Start of Input

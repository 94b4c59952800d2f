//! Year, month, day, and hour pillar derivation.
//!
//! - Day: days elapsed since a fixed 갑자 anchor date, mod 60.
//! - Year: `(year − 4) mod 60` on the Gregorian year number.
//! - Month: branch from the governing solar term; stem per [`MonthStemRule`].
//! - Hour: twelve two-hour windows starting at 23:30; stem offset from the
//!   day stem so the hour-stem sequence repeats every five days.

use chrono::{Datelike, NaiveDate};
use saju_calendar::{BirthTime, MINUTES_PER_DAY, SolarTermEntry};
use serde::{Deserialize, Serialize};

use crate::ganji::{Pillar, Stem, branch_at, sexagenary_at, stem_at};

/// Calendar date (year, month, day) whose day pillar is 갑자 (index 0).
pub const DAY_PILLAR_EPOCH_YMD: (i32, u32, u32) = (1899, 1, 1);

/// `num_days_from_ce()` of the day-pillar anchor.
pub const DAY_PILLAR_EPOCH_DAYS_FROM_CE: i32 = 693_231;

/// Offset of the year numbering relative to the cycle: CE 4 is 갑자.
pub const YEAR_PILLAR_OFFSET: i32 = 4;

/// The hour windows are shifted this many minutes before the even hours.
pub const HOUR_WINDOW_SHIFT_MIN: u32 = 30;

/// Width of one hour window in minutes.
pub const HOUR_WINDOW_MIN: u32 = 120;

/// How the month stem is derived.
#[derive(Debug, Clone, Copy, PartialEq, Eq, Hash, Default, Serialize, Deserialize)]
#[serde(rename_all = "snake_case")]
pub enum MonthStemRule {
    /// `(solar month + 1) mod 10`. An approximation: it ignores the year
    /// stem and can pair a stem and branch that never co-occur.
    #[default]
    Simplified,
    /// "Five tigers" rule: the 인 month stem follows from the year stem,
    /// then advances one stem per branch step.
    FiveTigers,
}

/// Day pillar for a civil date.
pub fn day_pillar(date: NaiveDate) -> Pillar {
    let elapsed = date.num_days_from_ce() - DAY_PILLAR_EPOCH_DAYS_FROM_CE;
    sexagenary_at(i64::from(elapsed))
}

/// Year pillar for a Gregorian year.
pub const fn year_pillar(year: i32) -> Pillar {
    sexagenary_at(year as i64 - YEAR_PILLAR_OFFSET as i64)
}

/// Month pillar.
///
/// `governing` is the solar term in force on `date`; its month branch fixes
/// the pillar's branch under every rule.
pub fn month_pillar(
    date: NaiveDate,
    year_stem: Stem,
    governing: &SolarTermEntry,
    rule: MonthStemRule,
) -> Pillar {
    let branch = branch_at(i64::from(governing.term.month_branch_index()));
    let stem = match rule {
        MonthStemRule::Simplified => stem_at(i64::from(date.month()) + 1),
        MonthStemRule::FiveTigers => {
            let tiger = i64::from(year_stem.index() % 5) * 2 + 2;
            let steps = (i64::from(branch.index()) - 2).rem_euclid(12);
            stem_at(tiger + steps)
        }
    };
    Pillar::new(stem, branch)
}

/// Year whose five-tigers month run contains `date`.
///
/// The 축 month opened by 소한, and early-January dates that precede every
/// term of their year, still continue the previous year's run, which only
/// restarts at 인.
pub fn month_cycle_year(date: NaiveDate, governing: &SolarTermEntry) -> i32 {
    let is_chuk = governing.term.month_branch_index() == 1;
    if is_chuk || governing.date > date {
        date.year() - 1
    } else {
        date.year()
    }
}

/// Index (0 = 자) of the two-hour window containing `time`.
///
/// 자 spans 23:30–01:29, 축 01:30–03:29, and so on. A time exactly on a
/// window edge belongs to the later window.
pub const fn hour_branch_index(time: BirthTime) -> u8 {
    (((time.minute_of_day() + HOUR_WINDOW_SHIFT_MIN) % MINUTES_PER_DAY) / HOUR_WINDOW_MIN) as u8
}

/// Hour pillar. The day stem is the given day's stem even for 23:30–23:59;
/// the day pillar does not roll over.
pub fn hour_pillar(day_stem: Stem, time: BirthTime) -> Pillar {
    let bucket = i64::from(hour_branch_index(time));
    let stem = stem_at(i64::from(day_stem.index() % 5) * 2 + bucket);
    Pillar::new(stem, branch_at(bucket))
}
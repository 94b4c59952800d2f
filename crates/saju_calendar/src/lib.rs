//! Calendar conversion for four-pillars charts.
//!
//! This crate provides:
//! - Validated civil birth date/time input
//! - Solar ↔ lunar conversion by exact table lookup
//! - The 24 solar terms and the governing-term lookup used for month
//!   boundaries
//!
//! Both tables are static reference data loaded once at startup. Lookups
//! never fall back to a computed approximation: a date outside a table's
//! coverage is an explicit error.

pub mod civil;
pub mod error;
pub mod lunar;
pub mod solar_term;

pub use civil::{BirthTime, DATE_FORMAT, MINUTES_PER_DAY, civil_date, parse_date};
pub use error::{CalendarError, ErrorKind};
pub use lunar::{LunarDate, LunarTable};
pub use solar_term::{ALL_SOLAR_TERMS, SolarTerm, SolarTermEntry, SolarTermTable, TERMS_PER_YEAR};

End of Input
Start of Input

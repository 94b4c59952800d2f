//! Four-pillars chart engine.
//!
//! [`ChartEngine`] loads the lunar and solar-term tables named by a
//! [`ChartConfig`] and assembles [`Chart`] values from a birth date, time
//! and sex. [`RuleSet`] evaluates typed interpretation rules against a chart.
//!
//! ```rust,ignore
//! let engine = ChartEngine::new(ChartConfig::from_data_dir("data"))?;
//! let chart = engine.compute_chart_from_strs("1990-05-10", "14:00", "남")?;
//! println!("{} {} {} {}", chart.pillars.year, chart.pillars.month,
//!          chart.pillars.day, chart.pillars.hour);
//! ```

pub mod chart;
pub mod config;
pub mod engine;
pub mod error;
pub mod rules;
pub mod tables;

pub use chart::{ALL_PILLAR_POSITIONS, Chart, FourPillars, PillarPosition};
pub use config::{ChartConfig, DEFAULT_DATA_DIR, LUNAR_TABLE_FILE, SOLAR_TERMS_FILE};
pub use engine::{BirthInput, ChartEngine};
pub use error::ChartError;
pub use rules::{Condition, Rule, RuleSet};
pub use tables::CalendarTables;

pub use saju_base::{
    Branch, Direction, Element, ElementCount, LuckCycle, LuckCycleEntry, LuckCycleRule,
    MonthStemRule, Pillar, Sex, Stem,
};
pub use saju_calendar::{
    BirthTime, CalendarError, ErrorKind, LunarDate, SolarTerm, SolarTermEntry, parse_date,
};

End of Input
Start of Input

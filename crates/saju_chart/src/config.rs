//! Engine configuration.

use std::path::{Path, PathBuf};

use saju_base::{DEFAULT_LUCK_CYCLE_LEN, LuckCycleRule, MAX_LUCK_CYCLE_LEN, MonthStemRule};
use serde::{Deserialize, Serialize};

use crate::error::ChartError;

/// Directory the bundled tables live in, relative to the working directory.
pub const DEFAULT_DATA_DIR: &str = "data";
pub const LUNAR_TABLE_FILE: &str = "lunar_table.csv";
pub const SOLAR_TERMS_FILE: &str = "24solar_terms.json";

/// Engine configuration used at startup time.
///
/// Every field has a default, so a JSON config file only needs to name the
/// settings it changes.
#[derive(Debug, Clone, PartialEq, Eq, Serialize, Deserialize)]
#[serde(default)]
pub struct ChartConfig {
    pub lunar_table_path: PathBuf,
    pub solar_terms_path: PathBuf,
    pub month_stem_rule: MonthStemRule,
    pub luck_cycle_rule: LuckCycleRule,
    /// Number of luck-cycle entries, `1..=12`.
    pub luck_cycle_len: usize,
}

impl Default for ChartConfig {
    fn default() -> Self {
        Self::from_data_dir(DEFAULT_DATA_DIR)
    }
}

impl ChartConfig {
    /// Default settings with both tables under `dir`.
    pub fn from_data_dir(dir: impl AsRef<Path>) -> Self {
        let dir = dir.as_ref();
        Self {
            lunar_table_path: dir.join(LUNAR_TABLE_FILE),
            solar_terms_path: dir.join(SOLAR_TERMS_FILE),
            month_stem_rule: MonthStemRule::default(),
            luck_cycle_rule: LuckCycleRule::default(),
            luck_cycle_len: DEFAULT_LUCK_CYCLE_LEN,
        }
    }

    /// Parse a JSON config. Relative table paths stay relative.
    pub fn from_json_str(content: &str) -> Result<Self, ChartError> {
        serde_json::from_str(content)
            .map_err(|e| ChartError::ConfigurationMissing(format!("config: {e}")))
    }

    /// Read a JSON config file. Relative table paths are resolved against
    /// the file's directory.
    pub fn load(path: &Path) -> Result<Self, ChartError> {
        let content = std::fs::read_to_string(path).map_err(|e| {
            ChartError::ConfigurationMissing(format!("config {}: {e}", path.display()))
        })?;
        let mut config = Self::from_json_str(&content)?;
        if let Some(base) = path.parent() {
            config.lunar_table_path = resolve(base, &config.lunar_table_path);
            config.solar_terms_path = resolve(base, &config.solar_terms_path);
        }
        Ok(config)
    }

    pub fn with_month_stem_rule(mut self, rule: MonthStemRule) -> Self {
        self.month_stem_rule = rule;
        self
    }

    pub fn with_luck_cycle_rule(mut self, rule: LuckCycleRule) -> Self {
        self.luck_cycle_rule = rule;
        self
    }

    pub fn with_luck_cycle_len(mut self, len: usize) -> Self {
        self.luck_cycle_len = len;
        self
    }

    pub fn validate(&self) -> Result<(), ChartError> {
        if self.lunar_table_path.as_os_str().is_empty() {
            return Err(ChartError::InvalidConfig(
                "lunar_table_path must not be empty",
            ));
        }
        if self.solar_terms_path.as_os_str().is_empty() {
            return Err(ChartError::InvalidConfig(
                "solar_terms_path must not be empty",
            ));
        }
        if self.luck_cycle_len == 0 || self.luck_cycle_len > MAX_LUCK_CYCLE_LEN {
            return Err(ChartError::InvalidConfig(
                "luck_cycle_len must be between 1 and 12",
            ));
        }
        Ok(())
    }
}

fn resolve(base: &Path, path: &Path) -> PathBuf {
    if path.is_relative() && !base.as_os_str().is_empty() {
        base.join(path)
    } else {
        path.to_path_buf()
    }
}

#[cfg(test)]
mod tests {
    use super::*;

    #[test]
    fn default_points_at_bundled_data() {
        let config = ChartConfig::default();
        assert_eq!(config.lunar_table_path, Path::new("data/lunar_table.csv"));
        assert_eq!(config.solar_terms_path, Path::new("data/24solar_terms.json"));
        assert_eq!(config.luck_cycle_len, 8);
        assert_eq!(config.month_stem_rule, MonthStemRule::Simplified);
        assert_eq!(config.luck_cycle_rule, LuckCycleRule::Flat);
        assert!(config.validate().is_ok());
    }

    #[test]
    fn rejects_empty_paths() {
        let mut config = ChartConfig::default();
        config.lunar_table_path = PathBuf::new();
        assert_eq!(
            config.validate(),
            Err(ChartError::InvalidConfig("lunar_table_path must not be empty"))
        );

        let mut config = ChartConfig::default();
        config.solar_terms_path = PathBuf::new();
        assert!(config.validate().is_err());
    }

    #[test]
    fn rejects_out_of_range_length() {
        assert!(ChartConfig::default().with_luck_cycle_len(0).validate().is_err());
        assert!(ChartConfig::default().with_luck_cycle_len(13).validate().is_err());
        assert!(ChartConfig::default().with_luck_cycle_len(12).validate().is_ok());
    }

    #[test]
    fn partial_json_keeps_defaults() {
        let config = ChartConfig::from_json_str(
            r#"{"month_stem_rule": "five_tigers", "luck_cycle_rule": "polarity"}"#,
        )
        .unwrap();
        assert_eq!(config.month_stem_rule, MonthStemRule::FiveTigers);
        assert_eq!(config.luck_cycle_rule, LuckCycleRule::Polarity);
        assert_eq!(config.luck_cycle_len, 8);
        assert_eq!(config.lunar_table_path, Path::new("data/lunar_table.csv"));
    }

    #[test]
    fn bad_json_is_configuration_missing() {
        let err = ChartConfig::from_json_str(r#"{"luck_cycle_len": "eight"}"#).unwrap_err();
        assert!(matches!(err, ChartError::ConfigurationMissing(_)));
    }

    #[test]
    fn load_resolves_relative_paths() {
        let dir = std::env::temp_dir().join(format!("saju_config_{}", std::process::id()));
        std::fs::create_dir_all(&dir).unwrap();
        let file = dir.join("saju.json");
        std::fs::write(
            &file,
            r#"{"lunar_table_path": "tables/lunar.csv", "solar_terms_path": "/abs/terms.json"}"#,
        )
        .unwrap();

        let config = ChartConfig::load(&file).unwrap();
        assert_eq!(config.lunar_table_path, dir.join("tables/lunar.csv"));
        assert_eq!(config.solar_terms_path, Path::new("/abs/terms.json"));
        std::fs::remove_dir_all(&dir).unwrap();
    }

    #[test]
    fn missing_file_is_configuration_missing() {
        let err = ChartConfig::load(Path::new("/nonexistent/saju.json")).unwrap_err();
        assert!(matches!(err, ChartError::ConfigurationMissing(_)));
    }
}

End of Input

▶ What is required
Only one stretch of the records above is wanted: the lines between the one holding "Default, Serialize, Deserialize)]" and the one holding "MonthStemRule::Simplified => stem_at(i64::from(date.month())", inclusive, reproduced exactly.

▶ Written response
#[derive(Debug, Clone, Copy, PartialEq, Eq, Hash, Default, Serialize, Deserialize)]
#[serde(rename_all = "snake_case")]
pub enum MonthStemRule {
    /// `(solar month + 1) mod 10`. An approximation: it ignores the year
    /// stem and can pair a stem and branch that never co-occur.
    #[default]
    Simplified,
    /// "Five tigers" rule: the 인 month stem follows from the year stem,
    /// then advances one stem per branch step.
    FiveTigers,
}

/// Day pillar for a civil date.
pub fn day_pillar(date: NaiveDate) -> Pillar {
    let elapsed = date.num_days_from_ce() - DAY_PILLAR_EPOCH_DAYS_FROM_CE;
    sexagenary_at(i64::from(elapsed))
}

/// Year pillar for a Gregorian year.
pub const fn year_pillar(year: i32) -> Pillar {
    sexagenary_at(year as i64 - YEAR_PILLAR_OFFSET as i64)
}

/// Month pillar.
///
/// `governing` is the solar term in force on `date`; its month branch fixes
/// the pillar's branch under every rule.
pub fn month_pillar(
    date: NaiveDate,
    year_stem: Stem,
    governing: &SolarTermEntry,
    rule: MonthStemRule,
) -> Pillar {
    let branch = branch_at(i64::from(governing.term.month_branch_index()));
    let stem = match rule {
        MonthStemRule::Simplified => stem_at(i64::from(date.month()) + 1),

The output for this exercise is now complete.